We are Mighty Metropolis. We are Godly Gotham. We have tasted the canvas a few times lately, New York City has, but in a sporting solar system divided into haves and have-nots, big markets and small, we are still the haughtiest have. We are the big market; everywhere else is Altoona.
When it comes to sports, we lead with the ATM.
That is still our first fallback, right? It is a part of our DNA, our muscle memory. In its way, it’s like that scene in “Goodfellas” where Henry Hill explains how Paulie “runs” a restaurant that he’s really just looking to bust out.
Injuries got you down? “Flip you, pay me!”
A little short on the offensive line? “Flip you, pay me!”
Chris Paul wants to talk? “Flip you, pay me!”
Ah, but then we see a love affair from a distance like the one between Giannis Antetokounmpo and the city of Milwaukee.
We see the mutual affinity. In the hours since the Bucks won the NBA title, we’ve heard chapters of Antetokounmpo’s origin story in the league, the best of which centers on his rookie year when he’d gone to a Western Union office, sent his whole paycheck home to his family in Greece, then realized he didn’t keep any cash for himself for cab fare. There was a game that night. The arena was 2 miles away. So 19-year-old Giannis did the only thing he could do.

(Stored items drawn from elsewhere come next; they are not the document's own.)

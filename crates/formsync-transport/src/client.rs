//! Per-connection state and the handle other subsystems use to reach a client.

use std::sync::Arc;
use std::time::{Duration, Instant};

use formsync_protocol::{AuthState, ServerEvent};
use tokio::sync::mpsc::{self, error::TrySendError};
use tracing::{debug, warn};

pub type ConnectionId = Arc<str>;

/// Cheap, cloneable address of one live connection.
///
/// Delivery is best-effort: events go into a bounded outbox drained by the
/// connection's socket task. A full or closed outbox drops the event.
#[derive(Debug, Clone)]
pub struct ConnectionHandle {
    id: ConnectionId,
    outbox: mpsc::Sender<ServerEvent>,
}

impl ConnectionHandle {
    /// Create a handle together with the receiving end of its outbox.
    pub fn channel(id: impl Into<ConnectionId>, capacity: usize) -> (Self, mpsc::Receiver<ServerEvent>) {
        let (outbox, rx) = mpsc::channel(capacity.max(1));
        (Self { id: id.into(), outbox }, rx)
    }

    pub fn id(&self) -> &str {
        &self.id
    }

    pub fn shared_id(&self) -> ConnectionId {
        self.id.clone()
    }

    /// Queue an event for this connection. Returns whether it was queued.
    pub fn deliver(&self, event: ServerEvent) -> bool {
        match self.outbox.try_send(event) {
            Ok(()) => true,
            Err(TrySendError::Full(event)) => {
                warn!("Outbox full for {}, dropping {}", self.id, event.name());
                false
            }
            Err(TrySendError::Closed(event)) => {
                debug!("Connection {} gone, dropping {}", self.id, event.name());
                false
            }
        }
    }
}

/// Socket-task-local view of a client: auth progress and liveness.
#[derive(Debug)]
pub struct ClientConnection {
    pub id: ConnectionId,
    pub connected_at: Instant,
    pub auth_state: AuthState,
    /// Client label from the handshake, if one was sent
    pub client_name: Option<String>,
    /// Last time we received any frame from this client
    pub last_activity: Instant,
}

impl ClientConnection {
    pub fn new(id: impl Into<ConnectionId>, requires_auth: bool) -> Self {
        let now = Instant::now();
        Self {
            id: id.into(),
            connected_at: now,
            auth_state: if requires_auth {
                AuthState::Pending
            } else {
                AuthState::Authenticated
            },
            client_name: None,
            last_activity: now,
        }
    }

    pub fn is_authenticated(&self) -> bool {
        self.auth_state == AuthState::Authenticated
    }

    pub fn touch(&mut self) {
        self.last_activity = Instant::now();
    }

    /// No frame (including pongs) for longer than `window`.
    pub fn is_stale(&self, window: Duration) -> bool {
        self.last_activity.elapsed() > window
    }
}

He started to run to work.
About a mile in, he passed a Honda Fit driven by a couple of Bucks fans. He was recognized, even though he wasn’t yet the global superstar he is now, just a gawky, skinny 6-foot-10 kid playing for the local squad. The couple offered him a ride. He accepted.
Those are the kinds of stories you get in sports when players find homes in strange cities as raw kids, learn to fall in love with those towns, commit to being part of the fabric of the common good. Homegrown stories are rarer and rarer in sports, because the business end often forbids such all-in, long-term marriages. Players get itchy. GMs grow impatient.
Big-market teams flex big-market muscles.
And look: There isn’t one Yankees fan who will ever seek to throw out the 1977 and ’78 championships, teams that were dubbed in real time “The Best Team Money Could Buy,” teams that featured exactly three regulars — Thurman Munson, Ron Guidry, Roy White — who were “homegrown.” If the Nets survive next year’s playoff phalanx, or the year after, they will be recognized as “champions” first, “mercenaries” after.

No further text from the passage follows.